### What to produce:
Each line of the data should be repeated precisely.

### Extracted information:
'''

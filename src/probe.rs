use anyhow::{Context, Result};
use serde::Deserialize;
use std::collections::BTreeSet;
use std::fmt;
use std::path::Path;
use std::process::Command;

/// Resolution bucket derived from the first video stream's pixel width.
#[derive(Debug, Clone, Copy, PartialEq, Eq)]
pub enum Resolution {
    Sd,
    R720p,
    R1080p,
    R4k,
}

impl Resolution {
    pub fn from_width(width: u32) -> Self {
        if width >= 3800 {
            Resolution::R4k
        } else if width >= 1900 {
            Resolution::R1080p
        } else if width >= 1260 {
            Resolution::R720p
        } else {
            Resolution::Sd
        }
    }
}

impl fmt::Display for Resolution {
    fn fmt(&self, f: &mut fmt::Formatter<'_>) -> fmt::Result {
        let s = match self {
            Resolution::Sd => "SD",
            Resolution::R720p => "720p",
            Resolution::R1080p => "1080p",
            Resolution::R4k => "4K",
        };
        f.write_str(s)
    }
}

/// Bracketed technical summary appended to canonical names. Derived fresh
/// from the file's bytes on every run that needs it, never persisted.
#[derive(Debug, Clone, PartialEq, Eq)]
pub enum TechnicalTag {
    Probed {
        resolution: Resolution,
        codec: String,
        languages: Vec<String>,
    },
    /// Subprocess failure or unparsable output; the file is still renamed
    /// with this sentinel so one broken container never stalls a batch.
    Unavailable,
}

impl fmt::Display for TechnicalTag {
    fn fmt(&self, f: &mut fmt::Formatter<'_>) -> fmt::Result {
        match self {
            TechnicalTag::Probed {
                resolution,
                codec,
                languages,
            } => write!(f, "[{}][{}][{}]", resolution, codec, languages.join("-")),
            TechnicalTag::Unavailable => f.write_str("[ERROR-METADATA]"),
        }
    }
}

#[derive(Debug, Deserialize)]
struct FfprobeOutput {
    #[serde(default)]
    streams: Vec<StreamInfo>,
}

#[derive(Debug, Default, Deserialize)]
pub struct StreamInfo {
    #[serde(default)]
    pub codec_type: String,
    #[serde(default)]
    pub codec_name: String,
    #[serde(default)]
    pub width: u32,
    #[serde(default)]
    pub tags: StreamTags,
}

#[derive(Debug, Default, Deserialize)]
pub struct StreamTags {
    #[serde(default)]
    pub language: Option<String>,
}

fn display_codec(raw: &str) -> String {
    match raw {
        "hevc" | "h265" => "x265".to_string(),
        "h264" | "avc" => "x264".to_string(),
        "mpeg4" => "XviD".to_string(),
        other => other.to_string(),
    }
}

fn display_language(code: &str) -> String {
    match code {
        "spa" | "lat" => "Latino".to_string(),
        "eng" => "Ingles".to_string(),
        "jpn" => "Japones".to_string(),
        "fra" => "Frances".to_string(),
        "ita" => "Italiano".to_string(),
        other => other.to_string(),
    }
}

/// Reduces a parsed stream list to a tag. Pure so the bucketing and the
/// codec/language maps are testable without ffprobe on the machine.
pub fn tag_from_streams(streams: &[StreamInfo]) -> TechnicalTag {
    let video = streams.iter().find(|s| s.codec_type == "video");
    let (resolution, codec) = match video {
        Some(v) => (Resolution::from_width(v.width), display_codec(&v.codec_name)),
        None => (Resolution::Sd, "unknown".to_string()),
    };

    let mut langs: BTreeSet<String> = BTreeSet::new();
    for stream in streams.iter().filter(|s| s.codec_type == "audio") {
        let code = stream.tags.language.as_deref().unwrap_or("und");
        if code != "und" {
            langs.insert(display_language(code));
        }
    }

    let languages = if langs.is_empty() {
        vec!["Desconocido".to_string()]
    } else {
        langs.into_iter().collect()
    };

    TechnicalTag::Probed {
        resolution,
        codec,
        languages,
    }
}

/// Seam between the rename engine and the external prober.
pub trait TechProber {
    fn probe(&self, path: &Path) -> TechnicalTag;
}

/// Production prober: `ffprobe -v quiet -print_format json -show_streams`.
///
/// The call is synchronous with no timeout of its own; a hung ffprobe
/// blocks the run, which matches the rest of the sequential pipeline.
pub struct FfprobeProber;

impl FfprobeProber {
    fn run(&self, path: &Path) -> Result<TechnicalTag> {
        let out = Command::new("ffprobe")
            .arg("-v")
            .arg("quiet")
            .arg("-print_format")
            .arg("json")
            .arg("-show_streams")
            .arg(path)
            .output()
            .with_context(|| format!("spawn ffprobe for {:?}", path))?;
        if !out.status.success() {
            anyhow::bail!("ffprobe returned non-zero for {:?}", path);
        }
        let parsed: FfprobeOutput =
            serde_json::from_slice(&out.stdout).context("parse ffprobe json")?;
        Ok(tag_from_streams(&parsed.streams))
    }
}

impl TechProber for FfprobeProber {
    fn probe(&self, path: &Path) -> TechnicalTag {
        self.run(path).unwrap_or(TechnicalTag::Unavailable)
    }
}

'''

### Written response:
filename src/probe.rs
use anyhow::{Context, Result};
use serde::Deserialize;
use std::collections::BTreeSet;
use std::fmt;
use std::path::Path;
use std::process::Command;

/// Resolution bucket derived from the first video stream's pixel width.
#[derive(Debug, Clone, Copy, PartialEq, Eq)]
pub enum Resolution {
    Sd,
    R720p,
    R1080p,
    R4k,
}

impl Resolution {
    pub fn from_width(width: u32) -> Self {
        if width >= 3800 {
            Resolution::R4k
        } else if width >= 1900 {
            Resolution::R1080p
        } else if width >= 1260 {
            Resolution::R720p
        } else {
            Resolution::Sd
        }
    }
}

impl fmt::Display for Resolution {
    fn fmt(&self, f: &mut fmt::Formatter<'_>) -> fmt::Result {
        let s = match self {
            Resolution::Sd => "SD",
            Resolution::R720p => "720p",
            Resolution::R1080p => "1080p",
            Resolution::R4k => "4K",
        };
        f.write_str(s)
    }
}

/// Bracketed technical summary appended to canonical names. Derived fresh
/// from the file's bytes on every run that needs it, never persisted.
#[derive(Debug, Clone, PartialEq, Eq)]
pub enum TechnicalTag {
    Probed {
        resolution: Resolution,
        codec: String,
        languages: Vec<String>,
    },
    /// Subprocess failure or unparsable output; the file is still renamed
    /// with this sentinel so one broken container never stalls a batch.
    Unavailable,
}

impl fmt::Display for TechnicalTag {
    fn fmt(&self, f: &mut fmt::Formatter<'_>) -> fmt::Result {
        match self {
            TechnicalTag::Probed {
                resolution,
                codec,
                languages,
            } => write!(f, "[{}][{}][{}]", resolution, codec, languages.join("-")),
            TechnicalTag::Unavailable => f.write_str("[ERROR-METADATA]"),
        }
    }
}

#[derive(Debug, Deserialize)]
struct FfprobeOutput {
    #[serde(default)]
    streams: Vec<StreamInfo>,
}

#[derive(Debug, Default, Deserialize)]
pub struct StreamInfo {
    #[serde(default)]
    pub codec_type: String,
    #[serde(default)]
    pub codec_name: String,
    #[serde(default)]
    pub width: u32,
    #[serde(default)]
    pub tags: StreamTags,
}

#[derive(Debug, Default, Deserialize)]
pub struct StreamTags {
    #[serde(default)]
    pub language: Option<String>,
}

fn display_codec(raw: &str) -> String {
    match raw {
        "hevc" | "h265" => "x265".to_string(),
        "h264" | "avc" => "x264".to_string(),
        "mpeg4" => "XviD".to_string(),
        other => other.to_string(),
    }
}

fn display_language(code: &str) -> String {
    match code {
        "spa" | "lat" => "Latino".to_string(),
        "eng" => "Ingles".to_string(),
        "jpn" => "Japones".to_string(),
        "fra" => "Frances".to_string(),
        "ita" => "Italiano".to_string(),
        other => other.to_string(),
    }
}

/// Reduces a parsed stream list to a tag. Pure so the bucketing and the
/// codec/language maps are testable without ffprobe on the machine.
pub fn tag_from_streams(streams: &[StreamInfo]) -> TechnicalTag {
    let video = streams.iter().find(|s| s.codec_type == "video");
    let (resolution, codec) = match video {
        Some(v) => (Resolution::from_width(v.width), display_codec(&v.codec_name)),
        None => (Resolution::Sd, "unknown".to_string()),
    };

    let mut langs: BTreeSet<String> = BTreeSet::new();
    for stream in streams.iter().filter(|s| s.codec_type == "audio") {
        let code = stream.tags.language.as_deref().unwrap_or("und");
        if code != "und" {
            langs.insert(display_language(code));
        }
    }

    let languages = if langs.is_empty() {
        vec!["Desconocido".to_string()]
    } else {
        langs.into_iter().collect()
    };

    TechnicalTag::Probed {
        resolution,
        codec,
        languages,
    }
}

/// Seam between the rename engine and the external prober.
pub trait TechProber {
    fn probe(&self, path: &Path) -> TechnicalTag;
}

/// Production prober: `ffprobe -v quiet -print_format json -show_streams`.
///
/// The call is synchronous with no timeout of its own; a hung ffprobe
/// blocks the run, which matches the rest of the sequential pipeline.
pub struct FfprobeProber;

impl FfprobeProber {
    fn run(&self, path: &Path) -> Result<TechnicalTag> {
        let out = Command::new("ffprobe")
            .arg("-v")
            .arg("quiet")
            .arg("-print_format")
            .arg("json")
            .arg("-show_streams")
            .arg(path)
            .output()
            .with_context(|| format!("spawn ffprobe for {:?}", path))?;
        if !out.status.success() {
            anyhow::bail!("ffprobe returned non-zero for {:?}", path);
        }
        let parsed: FfprobeOutput =
            serde_json::from_slice(&out.stdout).context("parse ffprobe json")?;
        Ok(tag_from_streams(&parsed.streams))
    }
}

impl TechProber for FfprobeProber {
    fn probe(&self, path: &Path) -> TechnicalTag {
        self.run(path).unwrap_or(TechnicalTag::Unavailable)
    }
}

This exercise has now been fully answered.